Chapter 2, Creating Attractive Data Visualizations, demonstrates how to visualize data and mentions frequently encountered pitfalls.
Chapter 3, Statistical Data Analysis and Probability, discusses statistical probability distributions and correlation between two variables.
Chapter 4, Dealing with Data and Numerical Issues, is about outliers and other common data issues. Data is almost never perfect, so a large portion of the analysis effort goes into dealing with data imperfections.
Chapter 5, Web Mining, Databases, and Big Data, is light on mathematics, but more focused on technical topics, such as databases, web scraping, and big data.
Chapter 6, Signal Processing and Timeseries, is about time series data, which is abundant and requires special techniques. Usually, we are interested in trends and seasonality or periodicity.
Chapter 7, Selecting Stocks with Financial Data Analysis, focuses on stock investing because stock price data is abundant. This is the only chapter on finance and the content should be at least partially relevant if stocks don't interest you.
Chapter 8, Text Mining and Social Network Analysis, helps you cope with the floods of textual and social media information.

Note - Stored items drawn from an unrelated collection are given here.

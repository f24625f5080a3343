//! Validation error shared by every crate in the workspace

use thiserror::Error;

/// A request or descriptor failed local validation
///
/// Raised before anything is sent to the processing service.
#[derive(Debug, Clone, PartialEq, Eq, Error)]
#[error("{0}")]
pub struct ValidationError(pub String);

impl ValidationError {
    pub fn new(message: impl Into<String>) -> Self {
        Self(message.into())
    }

    /// The human readable reason
    pub fn message(&self) -> &str {
        &self.0
    }
}
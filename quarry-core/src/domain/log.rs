//! Log domain types

use serde::{Deserialize, Serialize};

/// A single line of output produced by a running job
#[derive(Debug, Clone, PartialEq, Serialize, Deserialize)]
pub struct LogEvent {
    pub timestamp: chrono::DateTime<chrono::Utc>,
    /// Stream the line came from, one per job instance
    pub stream: String,
    pub message: String,
}

/// A page of log events
///
/// `next_token` resumes reading after the last returned event. It is `None`
/// while the job has not produced any output yet.
#[derive(Debug, Clone, Default, PartialEq, Serialize, Deserialize)]
pub struct LogPage {
    pub events: Vec<LogEvent>,
    #[serde(default)]
    pub next_token: Option<String>,
}
//! Processing job API endpoints

use quarry_core::domain::job::JobDescription;
use quarry_core::domain::log::LogPage;
use quarry_core::dto::processing::ProcessingRequest;
use serde::Deserialize;
use tracing::debug;

use crate::ProcessingClient;
use crate::error::{ClientError, Result};

#[derive(Debug, Deserialize)]
struct DefaultBucketResponse {
    bucket: String,
}

impl ProcessingClient {
    // =============================================================================
    // Job Lifecycle
    // =============================================================================

    /// Submit a new processing job
    ///
    /// # Arguments
    /// * `request` - The fully built submission payload
    pub async fn create_job(&self, request: &ProcessingRequest) -> Result<()> {
        let url = format!("{}/processing-jobs", self.base_url);
        debug!(job_name = %request.processing_job_name, "POST {}", url);
        let response = self.client.post(&url).json(request).send().await?;

        self.handle_empty_response(response).await
    }

    /// Get the current state of a job
    ///
    /// # Arguments
    /// * `job_name` - Name the job was submitted under
    pub async fn describe_job(&self, job_name: &str) -> Result<JobDescription> {
        let url = format!("{}/processing-jobs/{}", self.base_url, job_name);
        let response = self.client.get(&url).send().await?;

        match self.handle_response(response).await {
            Err(e) if e.is_not_found() => Err(ClientError::NotFound(job_name.to_string())),
            other => other,
        }
    }

    /// Request cancellation of a job
    ///
    /// Returns as soon as the service accepted the request; the job keeps
    /// running until it reaches `Stopped`.
    pub async fn stop_job(&self, job_name: &str) -> Result<()> {
        let url = format!("{}/processing-jobs/{}/stop", self.base_url, job_name);
        let response = self.client.post(&url).send().await?;

        self.handle_empty_response(response).await
    }

    // =============================================================================
    // Job Logs
    // =============================================================================

    /// Fetch the next page of log events for a job
    ///
    /// # Arguments
    /// * `job_name` - Name of the job
    /// * `next_token` - Token from the previous page, `None` to start from the beginning
    pub async fn job_logs(&self, job_name: &str, next_token: Option<&str>) -> Result<LogPage> {
        let url = format!("{}/processing-jobs/{}/logs", self.base_url, job_name);
        let mut request = self.client.get(&url);
        if let Some(token) = next_token {
            request = request.query(&[("next_token", token)]);
        }
        let response = request.send().await?;

        self.handle_response(response).await
    }

    // =============================================================================
    // Storage
    // =============================================================================

    /// Look up the bucket jobs store their inputs and outputs in by default
    pub async fn fetch_default_bucket(&self) -> Result<String> {
        let url = format!("{}/storage/default-bucket", self.base_url);
        let response = self.client.get(&url).send().await?;

        let body: DefaultBucketResponse = self.handle_response(response).await?;
        Ok(body.bucket)
    }
}
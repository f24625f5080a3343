//! Job name generation
//!
//! Generated names are `<base>-<timestamp>` where the timestamp is the UTC
//! submission time down to milliseconds (`2024-05-01-12-30-05-123`). The base
//! is truncated so the full name never exceeds [`MAX_JOB_NAME_LEN`].

use chrono::{DateTime, Utc};

/// Longest job name the processing service accepts
pub const MAX_JOB_NAME_LEN: usize = 63;

const TIMESTAMP_FORMAT: &str = "%Y-%m-%d-%H-%M-%S-%3f";

/// Derives a base job name from a container image reference
///
/// Registry host, repository path, tag and digest are dropped:
/// `123.dkr.ecr.local/team/sklearn-processing:0.20` becomes `sklearn-processing`.
pub fn base_name_from_image(image_uri: &str) -> String {
    let without_digest = image_uri.split('@').next().unwrap_or(image_uri);
    let repository = without_digest.rsplit('/').next().unwrap_or(without_digest);
    let name = repository.split(':').next().unwrap_or(repository);

    if name.is_empty() {
        image_uri.to_string()
    } else {
        name.to_string()
    }
}

/// Appends the current timestamp to `base`
pub fn name_from_base(base: &str) -> String {
    name_from_base_at(base, Utc::now())
}

/// Appends the timestamp of `at` to `base`
pub fn name_from_base_at(base: &str, at: DateTime<Utc>) -> String {
    let timestamp = at.format(TIMESTAMP_FORMAT).to_string();
    let budget = MAX_JOB_NAME_LEN.saturating_sub(timestamp.len() + 1);
    let trimmed: String = base.chars().take(budget).collect();
    format!("{}-{}", trimmed, timestamp)
}

#[cfg(test)]
mod tests {
    use super::*;
    use chrono::TimeZone;

    #[test]
    fn test_base_name_from_image() {
        assert_eq!(
            base_name_from_image("123456789012.dkr.ecr.us-west-2.amazonaws.com/sklearn:0.20"),
            "sklearn"
        );
        assert_eq!(base_name_from_image("team/spark-processing"), "spark-processing");
        assert_eq!(base_name_from_image("busybox"), "busybox");
        assert_eq!(
            base_name_from_image("registry.local:5000/tools/prep@sha256:abcdef"),
            "prep"
        );
    }

    #[test]
    fn test_name_from_base_appends_timestamp() {
        let at = Utc.with_ymd_and_hms(2024, 5, 1, 12, 30, 5).unwrap();
        assert_eq!(
            name_from_base_at("sklearn", at),
            "sklearn-2024-05-01-12-30-05-000"
        );
    }

    #[test]
    fn test_name_from_base_truncates_long_base() {
        let base = "x".repeat(100);
        let name = name_from_base(&base);
        assert_eq!(name.len(), MAX_JOB_NAME_LEN);
        assert!(name.starts_with("xxxx"));
    }
}
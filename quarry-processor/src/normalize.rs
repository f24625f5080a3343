//! Input and output normalization
//!
//! Turns raw caller channels into fully specified descriptors: every channel
//! gets a name, every input gets a remote source, every bare output path gets
//! a descriptor with a default destination.

use quarry_core::domain::channel::{Channel, InputDescriptor, OutputDescriptor};
use quarry_core::uri::{is_remote_uri, remote_uri};
use std::path::Path;
use tracing::{debug, info};

use crate::error::{ProcessingError, Result};
use crate::session::Session;

/// Name of the remote folder bare output paths are written to
pub const DEFAULT_OUTPUT_FOLDER: &str = "output";

/// Rejects any input given as a bare path instead of a descriptor
pub fn check_input_types(inputs: &[Channel<InputDescriptor>]) -> Result<()> {
    match inputs.iter().position(|input| !input.is_descriptor()) {
        Some(index) => Err(ProcessingError::TypeConstraint(format!(
            "Inputs must be provided as InputDescriptor values, got a bare path at position {}",
            index + 1
        ))),
        None => Ok(()),
    }
}

/// Names and resolves every input, uploading local sources
///
/// Inputs are processed in order; unnamed inputs are called `input-<n>` with
/// `n` counting from 1. A source that is not a remote URI is uploaded to
/// `s3://<default bucket>/<job name>/<input name>` and replaced by the URI the
/// uploader returns.
///
/// # Errors
/// Fails with [`ProcessingError::TypeConstraint`] if any element is a bare
/// path; this is checked for the whole list before anything is uploaded.
pub async fn normalize_inputs(
    session: &Session,
    job_name: &str,
    inputs: Vec<Channel<InputDescriptor>>,
) -> Result<Vec<InputDescriptor>> {
    check_input_types(&inputs)?;

    let mut descriptors: Vec<InputDescriptor> = inputs
        .into_iter()
        .filter_map(|input| match input {
            Channel::Descriptor(descriptor) => Some(descriptor),
            Channel::Path(_) => None,
        })
        .collect();

    for (count, descriptor) in (1..).zip(descriptors.iter_mut()) {
        let name = descriptor
            .name
            .get_or_insert_with(|| format!("input-{}", count))
            .clone();

        if is_remote_uri(&descriptor.source) {
            continue;
        }

        let bucket = session.default_bucket().await?;
        let desired_uri = remote_uri(&bucket, &[job_name, &name]);
        info!(
            input = %name,
            source = %descriptor.source,
            "Uploading local input to {}",
            desired_uri
        );

        descriptor.source = session
            .upload(Path::new(&descriptor.source), &desired_uri)
            .await?;
    }

    debug!(job_name, count = descriptors.len(), "Normalized inputs");
    Ok(descriptors)
}

/// Names every output and expands bare paths into descriptors
///
/// A bare path `p` becomes an output reading from `p` inside the container
/// and writing to `s3://<default bucket>/<job name>/output`. Unnamed outputs
/// are called `output-<n>`. Nothing is uploaded.
pub async fn normalize_outputs(
    session: &Session,
    job_name: &str,
    outputs: Vec<Channel<OutputDescriptor>>,
) -> Result<Vec<OutputDescriptor>> {
    let mut descriptors = Vec::with_capacity(outputs.len());

    for (count, output) in (1..).zip(outputs) {
        let mut descriptor = match output {
            Channel::Descriptor(descriptor) => descriptor,
            Channel::Path(path) => {
                let bucket = session.default_bucket().await?;
                let destination = remote_uri(&bucket, &[job_name, DEFAULT_OUTPUT_FOLDER]);
                OutputDescriptor::new(path, destination)
            }
        };

        if descriptor.name.is_none() {
            descriptor.name = Some(format!("output-{}", count));
        }
        descriptors.push(descriptor);
    }

    debug!(job_name, count = descriptors.len(), "Normalized outputs");
    Ok(descriptors)
}
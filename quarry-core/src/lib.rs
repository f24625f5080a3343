//! Quarry Core
//!
//! Core types and abstractions for submitting managed processing jobs.
//!
//! This crate contains:
//! - Domain types: Channel descriptors, job configuration, job status
//! - DTOs: The wire payload sent to the processing service
//! - Helpers for job naming and remote storage URIs
//!
//! Nothing in here performs I/O. Collaborators live in `quarry-client`,
//! orchestration lives in `quarry-processor`.

pub mod domain;
pub mod dto;
pub mod error;
pub mod naming;
pub mod uri;

pub use error::ValidationError;
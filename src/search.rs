//! Diffbot Knowledge Graph search client.
//!
//! One GET against the DQL endpoint per run: no retries, no backoff, no
//! pagination. The job is driven by an external scheduler, so a failed run
//! is simply reported and the next scheduled run tries again. Any transport
//! error or non-success status is fatal for the whole run; individual
//! entries that fail to decode are logged and skipped.

use chrono::NaiveDate;
use serde::Deserialize;
use serde_json::Value;
use tracing::{debug, info, instrument, warn};
use url::Url;

use crate::error::{IngestError, Result};
use crate::models::RawArticle;
use crate::utils::truncate_for_log;

/// Production DQL endpoint.
pub const DIFFBOT_ENDPOINT: &str = "https://kg.diffbot.com/kg/v3/dql";

/// The fixed AMR filter expression: English-language articles matching
/// antimicrobial-resistance title/text/tag predicates, minus market-report
/// titles and known noise sites, newest first.
pub const AMR_QUERY: &str = r#"type:Article language:en  or(   title:"Antimicrobial resistance",    tags.label:"Antimicrobial resistance",    title:"Antibiotic resistance",    title:"Superbugs",    text:"Antimicrobial stewardship",    text:"Antibiotic resistance",    text:"Antimicrobial resistance",    text:"multidrug-resistant",    text:"Phage therapy" )  not(title:or("market research", "market size", "sensor", "magnetic", "forecast", "shares"))  not(site:or("surahquran.com", "angi.com", "NewStraitsTimes")) not(pageUrl:"www.nst.com.my")  sortBy:date"#;

/// Build the query for one run, optionally bounded below by a publication
/// date.
pub fn build_query(since: Option<NaiveDate>) -> String {
    match since {
        Some(date) => format!("{AMR_QUERY} date>{date}"),
        None => AMR_QUERY.to_string(),
    }
}

#[derive(Debug, Default, Deserialize)]
struct SearchResponse {
    #[serde(default)]
    data: Vec<Value>,
}

/// Client for the knowledge-graph search API.
///
/// Constructed once at startup and passed by reference into the pipeline;
/// the token is validated before the client is ever built.
pub struct SearchClient {
    http: reqwest::Client,
    endpoint: String,
    token: String,
}

impl SearchClient {
    pub fn new(token: impl Into<String>) -> Self {
        Self::with_endpoint(token, DIFFBOT_ENDPOINT)
    }

    /// Point the client at a different endpoint (tests, proxies).
    pub fn with_endpoint(token: impl Into<String>, endpoint: impl Into<String>) -> Self {
        Self {
            http: reqwest::Client::new(),
            endpoint: endpoint.into(),
            token: token.into(),
        }
    }

    /// Run one search and return the decoded entities.
    ///
    /// Each `data[]` entry may wrap its payload under an `entity` key or be
    /// the payload itself; both shapes are accepted.
    #[instrument(level = "info", skip(self, query))]
    pub async fn search(&self, query: &str, size: u32) -> Result<Vec<RawArticle>> {
        let params = [
            ("token", self.token.clone()),
            ("query", query.to_string()),
            ("size", size.to_string()),
            ("json", "true".to_string()),
        ];
        let url = Url::parse_with_params(&self.endpoint, &params)?;
        debug!(endpoint = %self.endpoint, size, "Requesting search results");

        let response = self.http.get(url).send().await?;
        let status = response.status();
        if !status.is_success() {
            let body = response.text().await.unwrap_or_default();
            return Err(IngestError::Status {
                status: status.as_u16(),
                body: truncate_for_log(&body, 300),
            });
        }

        let payload: SearchResponse = response.json().await?;
        let mut articles = Vec::with_capacity(payload.data.len());
        for (index, entry) in payload.data.into_iter().enumerate() {
            let entity = match entry {
                Value::Object(mut map) => map.remove("entity").unwrap_or(Value::Object(map)),
                other => other,
            };
            match serde_json::from_value::<RawArticle>(entity) {
                Ok(article) => articles.push(article),
                Err(e) => warn!(index, error = %e, "Skipping undecodable search entry"),
            }
        }

        info!(count = articles.len(), "Fetched search results");
        Ok(articles)
    }
}
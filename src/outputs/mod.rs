//! Local output artifacts produced alongside the store writes.

pub mod json;
//! Document-store seam and identifier derivation.
//!
//! The pipeline talks to storage exclusively through [`DocumentStore`], so
//! the Firestore REST client can be swapped for an in-memory store in tests.

use async_trait::async_trait;
use md5::{Digest, Md5};
use serde_json::Value;

use crate::error::Result;

pub mod firestore;

/// Key-value document storage as this job consumes it.
#[async_trait]
pub trait DocumentStore: Send + Sync {
    /// Write-or-replace a document under a caller-supplied id.
    async fn upsert(&self, collection: &str, id: &str, doc: &Value) -> Result<()>;

    /// Append a document, letting the store assign the id. Returns the
    /// assigned id. No deduplication is possible on this path.
    async fn insert(&self, collection: &str, doc: &Value) -> Result<String>;
}

/// Derive the stable 32-hex-character document id for a URL-bearing record.
///
/// The id is the MD5 digest of the UTF-8 bytes of the URL, so re-ingesting
/// the same article always lands on the same document.
pub fn document_id_for_url(url: &str) -> String {
    format!("{:x}", Md5::digest(url.as_bytes()))
}
//! Keyword highlighting, relevance scoring, and date normalization.
//!
//! Everything in this module is a pure function of its inputs and the fixed
//! AMR keyword list, so the annotations attached to an article are stable
//! across runs. The highlighter inserts literal `<mark>` tags that the news
//! frontend renders directly.

use itertools::Itertools;
use once_cell::sync::Lazy;
use regex::{Regex, RegexBuilder};

use crate::models::RawDate;

/// The fixed, ordered list of domain terms used for both highlighting and
/// relevance scoring. Order matters: highlighting applies the keywords
/// sequentially, and the text-scan fallback of the relevance scorer picks
/// the first hits in this order.
pub const AMR_KEYWORDS: [&str; 12] = [
    "antimicrobial resistance",
    "antibiotic resistance",
    "amr",
    "superbugs",
    "drug-resistant",
    "mrsa",
    "bacteria",
    "pathogens",
    "infection",
    "antibiotikaresistens",
    "multiresistent",
    "superbakterier",
];

/// Number of characters kept in the highlighted summary.
pub const SUMMARY_PREVIEW_CHARS: usize = 300;

/// Returned by the highlighter when the body is empty or absent.
pub const NO_TEXT: &str = "Ingen tekst fundet.";
/// Returned by the date policy when no usable date is present.
pub const UNKNOWN_DATE: &str = "Ukendt dato";
/// Returned by the relevance scorer when nothing matched.
pub const GENERAL_HEALTH: &str = "Generel sundhed";

static HIGHLIGHT_PATTERNS: Lazy<Vec<Regex>> = Lazy::new(|| {
    AMR_KEYWORDS
        .iter()
        .map(|keyword| {
            RegexBuilder::new(&regex::escape(keyword))
                .case_insensitive(true)
                .build()
                .unwrap()
        })
        .collect()
});

/// Wrap every case-insensitive occurrence of each AMR keyword in `<mark>`
/// tags, preserving the original casing of the match.
///
/// With `limit`, the text is first cut to its leading `limit` characters and
/// `"..."` is appended (even when the text was already shorter); without it
/// the full text is used. Empty text yields the [`NO_TEXT`] sentinel
/// regardless of `limit`.
///
/// Keywords are applied one after another in list order. A later keyword
/// can therefore match inside markup inserted by an earlier one; this
/// mirrors the behavior the frontend was built against and is deliberately
/// not corrected here.
pub fn highlight_keywords(text: &str, limit: Option<usize>) -> String {
    if text.is_empty() {
        return NO_TEXT.to_string();
    }

    let mut out = match limit {
        Some(n) => {
            let mut preview: String = text.chars().take(n).collect();
            preview.push_str("...");
            preview
        }
        None => text.to_string(),
    };

    for pattern in HIGHLIGHT_PATTERNS.iter() {
        out = pattern.replace_all(&out, "<mark>${0}</mark>").into_owned();
    }
    out
}

/// Explain why an article matched the AMR query.
///
/// Tags whose lowercase form is exactly a keyword win (original casing is
/// reported); only when no tag hits does the scorer fall back to scanning
/// the keyword list for substrings of the lowercased body, stopping after
/// three hits. Duplicate hits are removed in first-seen order, which keeps
/// the message deterministic.
pub fn relevance_reason(text: &str, tags: &[String]) -> String {
    let text_lower = text.to_lowercase();

    let mut hits: Vec<String> = tags
        .iter()
        .filter(|tag| AMR_KEYWORDS.contains(&tag.to_lowercase().as_str()))
        .cloned()
        .collect();

    if hits.is_empty() {
        for keyword in AMR_KEYWORDS {
            if text_lower.contains(keyword) {
                hits.push(keyword.to_string());
                if hits.len() >= 3 {
                    break;
                }
            }
        }
    }

    if hits.is_empty() {
        GENERAL_HEALTH.to_string()
    } else {
        let matched = hits.into_iter().unique().take(3).join(", ");
        format!("🔥 Matcher: {matched}")
    }
}

/// Resolve a raw date value into a display string.
///
/// Absent dates and structured dates without a display string yield the
/// [`UNKNOWN_DATE`] sentinel. A known producer artifact prefixes some date
/// strings with a stray letter directly before the first digit (e.g.
/// `"d2025-06-01"`); that letter is stripped.
pub fn normalize_date(date: Option<&RawDate>) -> String {
    let display = match date {
        None => return UNKNOWN_DATE.to_string(),
        Some(RawDate::Plain(s)) => s.as_str(),
        Some(RawDate::Structured { display }) => {
            display.as_deref().unwrap_or(UNKNOWN_DATE)
        }
    };
    strip_date_artifact(display).to_string()
}

fn strip_date_artifact(s: &str) -> &str {
    let bytes = s.as_bytes();
    if bytes.len() >= 2 && bytes[0].is_ascii_alphabetic() && bytes[1].is_ascii_digit() {
        &s[1..]
    } else {
        s
    }
}
//! Command-line interface for the AMR news ingestion job.
//!
//! Every option can come from a flag or from the environment, so the same
//! binary works interactively and from cron with a `.env` file.

use chrono::NaiveDate;
use clap::Parser;

/// Command-line arguments for one ingestion run.
///
/// # Examples
///
/// ```sh
/// # Token and credentials from the environment / .env
/// amr_news_ingest --credentials ./firestore.json
///
/// # Smaller batch, local snapshot, only recent articles
/// amr_news_ingest -c ./firestore.json -s 10 -d ./data --since 2025-06-01
/// ```
#[derive(Parser, Debug)]
#[command(author, version, about)]
pub struct Cli {
    /// Diffbot Knowledge Graph API token
    #[arg(long, env = "DIFFBOT_TOKEN", hide_env_values = true)]
    pub token: Option<String>,

    /// Path to the JSON store credential file (project_id, api_key)
    #[arg(short = 'c', long, env = "STORE_CREDENTIALS")]
    pub credentials: String,

    /// Maximum number of search results to fetch
    #[arg(short, long, env = "INGEST_SIZE", default_value_t = 25)]
    pub size: u32,

    /// Document-store collection to upsert into
    #[arg(long, env = "INGEST_COLLECTION", default_value = "news-unresolved")]
    pub collection: String,

    /// Optional directory for a local JSON snapshot of the run
    #[arg(short, long)]
    pub data_dir: Option<String>,

    /// Only fetch articles published after this date (YYYY-MM-DD)
    #[arg(long)]
    pub since: Option<NaiveDate>,
}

Chapter 9, Ensemble Learning and Dimensionality Reduction, covers ensemble learning, classification and regression algorithms, as well as hierarchical clustering.
Chapter 10, Evaluating Classifiers, Regressors, and Clusters, evaluates the classifiers and regressors from Chapter 9, Ensemble Learning and Dimensionality Reduction, the preceding chapter.
Chapter 11, Analyzing Images, uses the OpenCV library quite a lot to analyze images.
Chapter 12, Parallelism and Performance, is about software performance and I discuss various options to improve performance, including caching and just-in-time compilers.
Appendix A, Glossary, is a brief glossary of technical concepts used throughout the book. The goal is to have a reference that is easy to look up.
Appendix B, Function Reference, is a short reference of functions meant as an extra aid in case you are temporarily unable to look up documentation.
Appendix C, Online Resources, lists resources including presentations, links to documentation, and freely available IPython notebooks and data. This appendix is available as an online chapter.
Appendix D, Tips and Tricks for Command-Line and Miscellaneous Tools, in this book we use various tools such as the IPython notebook, Docker, and Unix shell commands. I give a short list of tips that is not meant to be exhaustive. This appendix is also available as online chapter.